Note: Doc Callahan, retired professor, part-time farmer, and full-time pontificator, occasionally adds his advice column expertise to our blog. Doc’s viewpoints are not necessarily those held by CAST—or, frankly, anyone else.
A new study says that the amount we eat is affected by how foods are packaged, especially their size labels. Could this be true or should I just be paranoid that the authorities are trying to limit my choices?
Big Gulp in Galveston
Dear Big Gulp,
So, the shadow of Mayor Bloomberg apparently falls as far as Texas. The study you refer to is interesting. Do we pay more because of the name given to a drink? Do kids drink more if they have to use two hands to lift it? Could be. But maybe this drink size thing is getting more complicated than it need be.
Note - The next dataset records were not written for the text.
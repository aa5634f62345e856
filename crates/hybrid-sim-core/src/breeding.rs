//! Breeding calls: parent resolution, bounded retry and record assembly.

use crate::allele::Allele;
use crate::catalog::{PhenotypeCatalog, Species};
use crate::config::{ConfigError, SimConfig};
use crate::error::BreedError;
use crate::genome::{cross, Genotype, MutationModel, Transmission};
use crate::naming::unique_name;
use crate::phenotype::{derive_stats, DerivedStats, SpeciesBaseline};
use crate::record::{IndividualRecord, Lineage, RecordStore};
use crate::stats::{MutationLog, StatBlock};
use crate::variant::{classify_variant, Variant};
use log::debug;
use rand::Rng;

/// One side of a cross.
#[derive(Clone, Copy, Debug)]
pub enum Parent<'a> {
    /// A stored individual; its alleles are passed on verbatim.
    Record(&'a IndividualRecord),
    /// A species representative, resampled every attempt and passed through
    /// the mutation distribution.
    Species(Species),
}

impl Parent<'_> {
    fn label(&self) -> String {
        match self {
            Parent::Record(record) => record.name.clone(),
            Parent::Species(species) => species.label().to_string(),
        }
    }
}

/// Genetics engine: the immutable catalog plus the active configuration.
/// Constructed once and shared by reference.
#[derive(Clone, Debug)]
pub struct Engine {
    catalog: PhenotypeCatalog,
    config: SimConfig,
    mutation: MutationModel,
}

impl Engine {
    pub fn new(config: SimConfig) -> Result<Self, ConfigError> {
        config.validate()?;
        let mutation = if config.enable_allele_mutation {
            MutationModel::from_table()
        } else {
            MutationModel::disabled()
        };
        Ok(Self {
            catalog: PhenotypeCatalog::new(),
            config,
            mutation,
        })
    }

    pub fn catalog(&self) -> &PhenotypeCatalog {
        &self.catalog
    }

    pub fn config(&self) -> &SimConfig {
        &self.config
    }

    pub fn mutation(&self) -> &MutationModel {
        &self.mutation
    }

    pub fn derive<R: Rng + ?Sized>(
        &self,
        species: Species,
        expressed: [Allele; 3],
        rng: &mut R,
    ) -> DerivedStats {
        derive_stats(species, expressed, &self.config, rng)
    }

    pub fn baseline(&self, species: Species) -> SpeciesBaseline {
        SpeciesBaseline::of(species, self.config.thaumacyst_reference_size)
    }

    /// Derive, classify and name an individual. Reads `store` only to keep
    /// the name unique; the record is not inserted.
    pub fn build_record<R: Rng + ?Sized>(
        &self,
        genotype: Genotype,
        species: Species,
        lineage: Lineage,
        store: &dyn RecordStore,
        rng: &mut R,
    ) -> IndividualRecord {
        let (variant, stats, mutations) = self.phenotype(&genotype, species, rng);
        let name = unique_name(Some(species), store, rng);
        IndividualRecord {
            name,
            genotype,
            species,
            variant,
            stats,
            mutations,
            lineage,
        }
    }

    /// Derived and variant-classified stats of `genotype`.
    pub fn phenotype<R: Rng + ?Sized>(
        &self,
        genotype: &Genotype,
        species: Species,
        rng: &mut R,
    ) -> (Option<Variant>, StatBlock, MutationLog) {
        let expressed = self.catalog.expressed(genotype);
        let DerivedStats { stats, mutations } = self.derive(species, expressed, rng);
        let (variant, stats) =
            classify_variant(species, expressed[0], stats, &self.baseline(species));
        (variant, stats, mutations)
    }

    /// Stats of a fresh, unnamed individual of `species`.
    pub fn sample_stats<R: Rng + ?Sized>(&self, species: Species, rng: &mut R) -> StatBlock {
        let genotype = self.catalog.sample_genotype(species, rng);
        self.phenotype(&genotype, species, rng).1
    }

    /// A uniformly random catalog genotype, fully derived.
    pub fn random_individual<R: Rng + ?Sized>(
        &self,
        store: &dyn RecordStore,
        rng: &mut R,
    ) -> IndividualRecord {
        let (genotype, species) = self.catalog.sample_any(rng);
        self.build_record(genotype, species, Lineage::Original, store, rng)
    }

    /// A random genotype of `species`, fully derived.
    pub fn individual_of<R: Rng + ?Sized>(
        &self,
        species: Species,
        store: &dyn RecordStore,
        rng: &mut R,
    ) -> IndividualRecord {
        let genotype = self.catalog.sample_genotype(species, rng);
        self.build_record(genotype, species, Lineage::Original, store, rng)
    }

    /// Cross two species by name.
    pub fn breed_from_species<R: Rng + ?Sized>(
        &self,
        a: &str,
        b: &str,
        store: &dyn RecordStore,
        rng: &mut R,
    ) -> Result<IndividualRecord, BreedError> {
        let a = parse_species(a)?;
        let b = parse_species(b)?;
        self.breed(Parent::Species(a), Parent::Species(b), store, rng)
    }

    /// Cross two stored individuals by name.
    pub fn breed_from_records<R: Rng + ?Sized>(
        &self,
        a: &str,
        b: &str,
        store: &dyn RecordStore,
        rng: &mut R,
    ) -> Result<IndividualRecord, BreedError> {
        let a = store
            .get(a)
            .ok_or_else(|| BreedError::UnknownIndividual(a.to_string()))?;
        let b = store
            .get(b)
            .ok_or_else(|| BreedError::UnknownIndividual(b.to_string()))?;
        self.breed(Parent::Record(a), Parent::Record(b), store, rng)
    }

    /// Resolve each name as a stored individual first, then as a species.
    pub fn breed_named<R: Rng + ?Sized>(
        &self,
        a: &str,
        b: &str,
        store: &dyn RecordStore,
        rng: &mut R,
    ) -> Result<IndividualRecord, BreedError> {
        let a = resolve_parent(a, store)?;
        let b = resolve_parent(b, store)?;
        self.breed(a, b, store, rng)
    }

    /// Retry the cross until the offspring resolves to a known species, up
    /// to `breeding_attempts` times.
    pub fn breed<R: Rng + ?Sized>(
        &self,
        a: Parent<'_>,
        b: Parent<'_>,
        store: &dyn RecordStore,
        rng: &mut R,
    ) -> Result<IndividualRecord, BreedError> {
        let attempts = self.config.breeding_attempts;
        for attempt in 1..=attempts {
            let (genotype_a, via_a) = self.side(a, rng);
            let (genotype_b, via_b) = self.side(b, rng);
            let child = cross((&genotype_a, via_a), (&genotype_b, via_b), rng);
            if let Some(species) = self.catalog.resolve(&child) {
                return Ok(self.build_record(child, species, lineage(a, b), store, rng));
            }
            debug!(
                "cross {} x {} attempt {attempt}/{attempts}: {child} has no species",
                a.label(),
                b.label()
            );
        }
        Err(BreedError::Miscarriage { attempts })
    }

    fn side<R: Rng + ?Sized>(&self, parent: Parent<'_>, rng: &mut R) -> (Genotype, Transmission<'_>) {
        match parent {
            Parent::Record(record) => (record.genotype, Transmission::Verbatim),
            Parent::Species(species) => (
                self.catalog.sample_genotype(species, rng),
                Transmission::Mutating(&self.mutation),
            ),
        }
    }
}

fn parse_species(name: &str) -> Result<Species, BreedError> {
    Species::from_name(name).ok_or_else(|| BreedError::UnknownSpecies(name.to_string()))
}

fn resolve_parent<'s>(name: &str, store: &'s dyn RecordStore) -> Result<Parent<'s>, BreedError> {
    match store.get(name) {
        Some(record) => Ok(Parent::Record(record)),
        None => parse_species(name).map(Parent::Species),
    }
}

fn lineage(a: Parent<'_>, b: Parent<'_>) -> Lineage {
    match (a, b) {
        (Parent::Species(x), Parent::Species(y)) => Lineage::SpeciesCross { parents: [x, y] },
        _ => Lineage::Bred {
            parents: [a.label(), b.label()],
        },
    }
}

#[cfg(test)]
mod tests {
    use super::*;
    use crate::genome::AllelePair;
    use crate::record::MemoryStore;
    use crate::stats::StatKey;
    use rand::SeedableRng;
    use rand_chacha::ChaCha12Rng;

    fn engine(config: SimConfig) -> Engine {
        Engine::new(config).expect("valid config")
    }

    fn stored(engine: &Engine, name: &str, genotype: Genotype, store: &mut MemoryStore) {
        let species = engine.catalog().resolve(&genotype).unwrap_or(Species::Human);
        let mut rng = ChaCha12Rng::seed_from_u64(0);
        let mut record = engine.build_record(genotype, species, Lineage::Original, &*store, &mut rng);
        record.name = name.to_string();
        store.put(record);
    }

    #[test]
    fn all_human_parents_always_breed_humans() {
        let engine = engine(SimConfig::deterministic());
        let mut store = MemoryStore::new();
        let human = Genotype::homozygous(Allele::Hu, Allele::Hu, Allele::Hu);
        stored(&engine, "Adam", human, &mut store);
        stored(&engine, "Eve", human, &mut store);
        let mut rng = ChaCha12Rng::seed_from_u64(99);
        for _ in 0..200 {
            let child = engine
                .breed_from_records("adam", "eve", &store, &mut rng)
                .expect("viable");
            assert_eq!(child.species, Species::Human);
            assert_eq!(child.genotype, human);
        }
    }

    #[test]
    fn unknown_species_names_are_rejected_without_side_effects() {
        let engine = engine(SimConfig::default());
        let mut store = MemoryStore::new();
        stored(
            &engine,
            "Ember",
            Genotype::homozygous(Allele::Dr, Allele::Dr, Allele::Dr),
            &mut store,
        );
        let before = store.clone();
        let mut rng = ChaCha12Rng::seed_from_u64(1);
        let err = engine
            .breed_from_species("unicorn", "kraken", &store, &mut rng)
            .expect_err("no such species");
        assert_eq!(err, BreedError::UnknownSpecies("unicorn".into()));
        assert_eq!(store, before);
    }

    #[test]
    fn missing_individual_is_reported() {
        let engine = engine(SimConfig::default());
        let store = MemoryStore::new();
        let mut rng = ChaCha12Rng::seed_from_u64(1);
        assert_eq!(
            engine.breed_from_records("nobody", "nobody", &store, &mut rng),
            Err(BreedError::UnknownIndividual("nobody".into()))
        );
    }

    #[test]
    fn unresolvable_parents_miscarry_after_bounded_attempts() {
        let engine = engine(SimConfig::deterministic());
        let mut store = MemoryStore::new();
        // Expresses (Fi, Dr, Hu), which is not in the catalog.
        let orphan = Genotype::new(
            AllelePair::homozygous(Allele::Fi),
            AllelePair::homozygous(Allele::Dr),
            AllelePair::homozygous(Allele::Hu),
        );
        stored(&engine, "Odd", orphan, &mut store);
        stored(&engine, "Odder", orphan, &mut store);
        let before = store.clone();
        let mut rng = ChaCha12Rng::seed_from_u64(4);
        assert_eq!(
            engine.breed_from_records("odd", "odder", &store, &mut rng),
            Err(BreedError::Miscarriage { attempts: 10 })
        );
        assert_eq!(store, before);
    }

    #[test]
    fn mixed_parents_resolve_records_before_species() {
        let engine = engine(SimConfig::deterministic());
        let mut store = MemoryStore::new();
        stored(
            &engine,
            "Dragon",
            Genotype::homozygous(Allele::Hu, Allele::Hu, Allele::Hu),
            &mut store,
        );
        let mut rng = ChaCha12Rng::seed_from_u64(8);
        // "dragon" names the stored (human) record, "human" the species.
        let child = engine
            .breed_named("dragon", "human", &store, &mut rng)
            .expect("viable");
        assert_eq!(child.species, Species::Human);
        assert_eq!(
            child.lineage,
            Lineage::Bred {
                parents: ["Dragon".into(), "human".into()]
            }
        );
    }

    #[test]
    fn species_cross_records_lineage_and_full_stats() {
        let engine = engine(SimConfig::default());
        let store = MemoryStore::new();
        let mut rng = ChaCha12Rng::seed_from_u64(21);
        let child = (0..50)
            .find_map(|_| engine.breed_from_species("horse", "bird", &store, &mut rng).ok())
            .expect("a viable cross within 50 tries");
        assert!(matches!(child.lineage, Lineage::SpeciesCross { .. }));
        assert!(child.stats.contains(StatKey::Strength));
        assert!(!child.name.is_empty());
        assert_eq!(engine.catalog().resolve(&child.genotype), Some(child.species));
    }

    #[test]
    fn invalid_config_is_refused() {
        let config = SimConfig {
            breeding_attempts: 0,
            ..SimConfig::default()
        };
        assert!(Engine::new(config).is_err());
    }
}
For example—I don’t drink coffee, so I’ve been as confused as a luddite with a smartphone the few times I’ve been in a Starbucks to get a tea. I didn’t have my Italian phrase book with me, so I ordered a Tall. Later I looked up the definitions of their portions, such as Demi, Grande, and Venti. Apparently, when Starbucks started, Tall was basically a Large. Now, it’s basically a Small. I’m basically confused.
Things were much easier when I was a kid. We went to Pooch’s gas station in town, and the Coke bottles were one size—those classic 8-ouncers. The Dr Pepper bottles didn’t have the cool curved shape, but they held the same amount--until we poured a packet of Planters Peanuts into the bottle.
My advice. Don’t get fooled by labels. Order wisely. Drink only until you’re full. And if you need a wheelbarrow to haul your drink out of the convenience store, you’ve probably overdone it.
The Peterson Brothers keep releasing cool parodies and informational videos about agriculture. They always seem to be upbeat about life on the farm. Is everybody that happy when they haul manure and stack bales of hay?
Doubting Thomas in Toledo
Most farmers don’t float through the day singing “Green Acres is the place for me,” but the Peterson lads seem to maintain positive attitudes regardless of weather, breakdowns, or early morning film shoots.
It’s a good thing video cameras didn’t exist when I was a kid on the farm. My brothers and I slept in the basement, and Dad’s early morning call--“Time to get up, boooooys”--didn’t elicit sounds of joy when we knew pitchforks and scoop shovels were waiting. I’m also glad there is no YouTube evidence of me accidentally cultivating a corn row rather than the weeds and no Vine loop of me squirting the cat with warm milk when it should be going into the bucket.
I’m glad the Petersons are giving viewers an inside look at farming. The videos help me relive those wonderful days on the farm, and at this age, my memory edits out the sight of a grain bin that needs cleaning, the crunching sound of boots on feedlot ice in the early morn, and the smell of a hog house on a humid 95% day.
Some British scientists have set a new date for the end of the world. We apparently have another two billion years. Ag experts are already crying about the crisis of feeding 9 billion people by the year 2050. How will we cope with even more mouths to feed beyond that?
Handwringing in Hattiesburg
I’ve always been a big fan of long-term planning, but at my age I don’t even buy green bananas anymore. I’m trying to smell the roses or carp the diem or whatever. But you’re right about the alarm bells—every day someone seems to have suddenly become aware that we could have many hungry people in this world if we’re not careful. Let’s face it—hunger, starvation, and malnutrition are already here.
I’m glad folks are working on how to feed a hungry world, but I’m a bit leery about some of the motives behind the methods. I try to figure out who’s really trying to solve world hunger and who’s trying to make a buck out of the situation. I’m hopeful that a combination of conservation practices, biotech, the cutting of waste, efficient storage, effective transportation, and common sense farming methods will prevail. This takes intelligent, creative leadership in all sectors of the agricultural community. I’m not confident that I’ll be here in 2050 to see what’s on my plate, but I’m an optimist about our abilities to solve problems.